[Stored items from a collection]
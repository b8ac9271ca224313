//! The user-defined per-element function boundary driven by [`crate::stateful_runner::StatefulRunner`].

use crate::output::OutputReceiver;
use std::error::Error;
use streambed_state::StateStore;
use streambed_types::{TimeDomain, Timestamp, Window};

/// A user function's declared needs, built once per `DoFn` implementation and handed to the
/// runner as data rather than discovered by runtime reflection.
#[derive(Debug, Clone, Copy, Default)]
pub struct DoFnSignature {
    /// When true, `StatefulRunner` buffers and sorts each window's elements by event timestamp
    /// before delivery, at the cost of holding them until the window's allowed lateness expires.
    pub requires_time_sorted_input: bool,
    /// When true, `BatchDriver` invokes `DoFn::on_window_expiration` once per touched window.
    pub has_window_expiration: bool,
}

/// What a `DoFn` implementation sees while handling one element, timer, or window expiration: the
/// key and window it's scoped to, its state cells, and the ability to set or cancel its own
/// timers. Every method here operates against the one (key, window) pair the callback was invoked
/// for.
pub trait ElementContext<K> {
    fn key(&self) -> &K;
    fn window(&self) -> Window;
    fn state(&mut self) -> &mut StateStore;
    fn input_watermark(&self) -> Timestamp;
    fn processing_time(&self) -> Timestamp;

    /// Sets a timer under the given user-chosen name and family, in this callback's window.
    /// `output_timestamp` defaults to `timestamp` via [`streambed_types::Timer::new`] semantics if
    /// the caller doesn't need to hold the output watermark back further.
    fn set_timer(&mut self, name: &str, family: &str, domain: TimeDomain, timestamp: Timestamp, output_timestamp: Timestamp);

    fn delete_timer(&mut self, name: &str, family: &str, domain: TimeDomain);
}

/// A user-defined per-(key, window) element function. `K` is the grouping key type, `V` the input
/// value type, `O` the output value type.
pub trait DoFn<K, V, O> {
    fn signature(&self) -> DoFnSignature {
        DoFnSignature::default()
    }

    fn process_element(
        &mut self,
        ctx: &mut dyn ElementContext<K>,
        timestamp: Timestamp,
        value: &V,
        out: &mut dyn OutputReceiver<O>,
    ) -> Result<(), Box<dyn Error + Send + Sync>>;

    /// Invoked when a user-set timer fires. `timer_name`/`family` identify which timer; the
    /// reserved `TimerId::INTERNAL_FAMILY` never reaches this method, since the runner intercepts
    /// GC and sort-flush timers itself.
    #[allow(unused_variables)]
    fn on_timer(
        &mut self,
        ctx: &mut dyn ElementContext<K>,
        timer_name: &str,
        family: &str,
        domain: TimeDomain,
        timestamp: Timestamp,
        out: &mut dyn OutputReceiver<O>,
    ) -> Result<(), Box<dyn Error + Send + Sync>> {
        Ok(())
    }

    /// Invoked once per touched window, at `maxTimestamp(window) - 1ms`, after all of that
    /// window's timers have drained, if [`DoFnSignature::has_window_expiration`] is set.
    #[allow(unused_variables)]
    fn on_window_expiration(
        &mut self,
        ctx: &mut dyn ElementContext<K>,
        out: &mut dyn OutputReceiver<O>,
    ) -> Result<(), Box<dyn Error + Send + Sync>> {
        Ok(())
    }
}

Task to complete:
Down to the last line, return the data above exactly.

Task solution:
repository b8ac9271ca224313
//! The user-defined per-element function boundary driven by [`crate::stateful_runner::StatefulRunner`].

use crate::output::OutputReceiver;
use std::error::Error;
use streambed_state::StateStore;
use streambed_types::{TimeDomain, Timestamp, Window};

/// A user function's declared needs, built once per `DoFn` implementation and handed to the
/// runner as data rather than discovered by runtime reflection.
#[derive(Debug, Clone, Copy, Default)]
pub struct DoFnSignature {
    /// When true, `StatefulRunner` buffers and sorts each window's elements by event timestamp
    /// before delivery, at the cost of holding them until the window's allowed lateness expires.
    pub requires_time_sorted_input: bool,
    /// When true, `BatchDriver` invokes `DoFn::on_window_expiration` once per touched window.
    pub has_window_expiration: bool,
}

/// What a `DoFn` implementation sees while handling one element, timer, or window expiration: the
/// key and window it's scoped to, its state cells, and the ability to set or cancel its own
/// timers. Every method here operates against the one (key, window) pair the callback was invoked
/// for.
pub trait ElementContext<K> {
    fn key(&self) -> &K;
    fn window(&self) -> Window;
    fn state(&mut self) -> &mut StateStore;
    fn input_watermark(&self) -> Timestamp;
    fn processing_time(&self) -> Timestamp;

    /// Sets a timer under the given user-chosen name and family, in this callback's window.
    /// `output_timestamp` defaults to `timestamp` via [`streambed_types::Timer::new`] semantics if
    /// the caller doesn't need to hold the output watermark back further.
    fn set_timer(&mut self, name: &str, family: &str, domain: TimeDomain, timestamp: Timestamp, output_timestamp: Timestamp);

    fn delete_timer(&mut self, name: &str, family: &str, domain: TimeDomain);
}

/// A user-defined per-(key, window) element function. `K` is the grouping key type, `V` the input
/// value type, `O` the output value type.
pub trait DoFn<K, V, O> {
    fn signature(&self) -> DoFnSignature {
        DoFnSignature::default()
    }

    fn process_element(
        &mut self,
        ctx: &mut dyn ElementContext<K>,
        timestamp: Timestamp,
        value: &V,
        out: &mut dyn OutputReceiver<O>,
    ) -> Result<(), Box<dyn Error + Send + Sync>>;

    /// Invoked when a user-set timer fires. `timer_name`/`family` identify which timer; the
    /// reserved `TimerId::INTERNAL_FAMILY` never reaches this method, since the runner intercepts
    /// GC and sort-flush timers itself.
    #[allow(unused_variables)]
    fn on_timer(
        &mut self,
        ctx: &mut dyn ElementContext<K>,
        timer_name: &str,
        family: &str,
        domain: TimeDomain,
        timestamp: Timestamp,
        out: &mut dyn OutputReceiver<O>,
    ) -> Result<(), Box<dyn Error + Send + Sync>> {
        Ok(())
    }

    /// Invoked once per touched window, at `maxTimestamp(window) - 1ms`, after all of that
    /// window's timers have drained, if [`DoFnSignature::has_window_expiration`] is set.
    #[allow(unused_variables)]
    fn on_window_expiration(
        &mut self,
        ctx: &mut dyn ElementContext<K>,
        out: &mut dyn OutputReceiver<O>,
    ) -> Result<(), Box<dyn Error + Send + Sync>> {
        Ok(())
    }
}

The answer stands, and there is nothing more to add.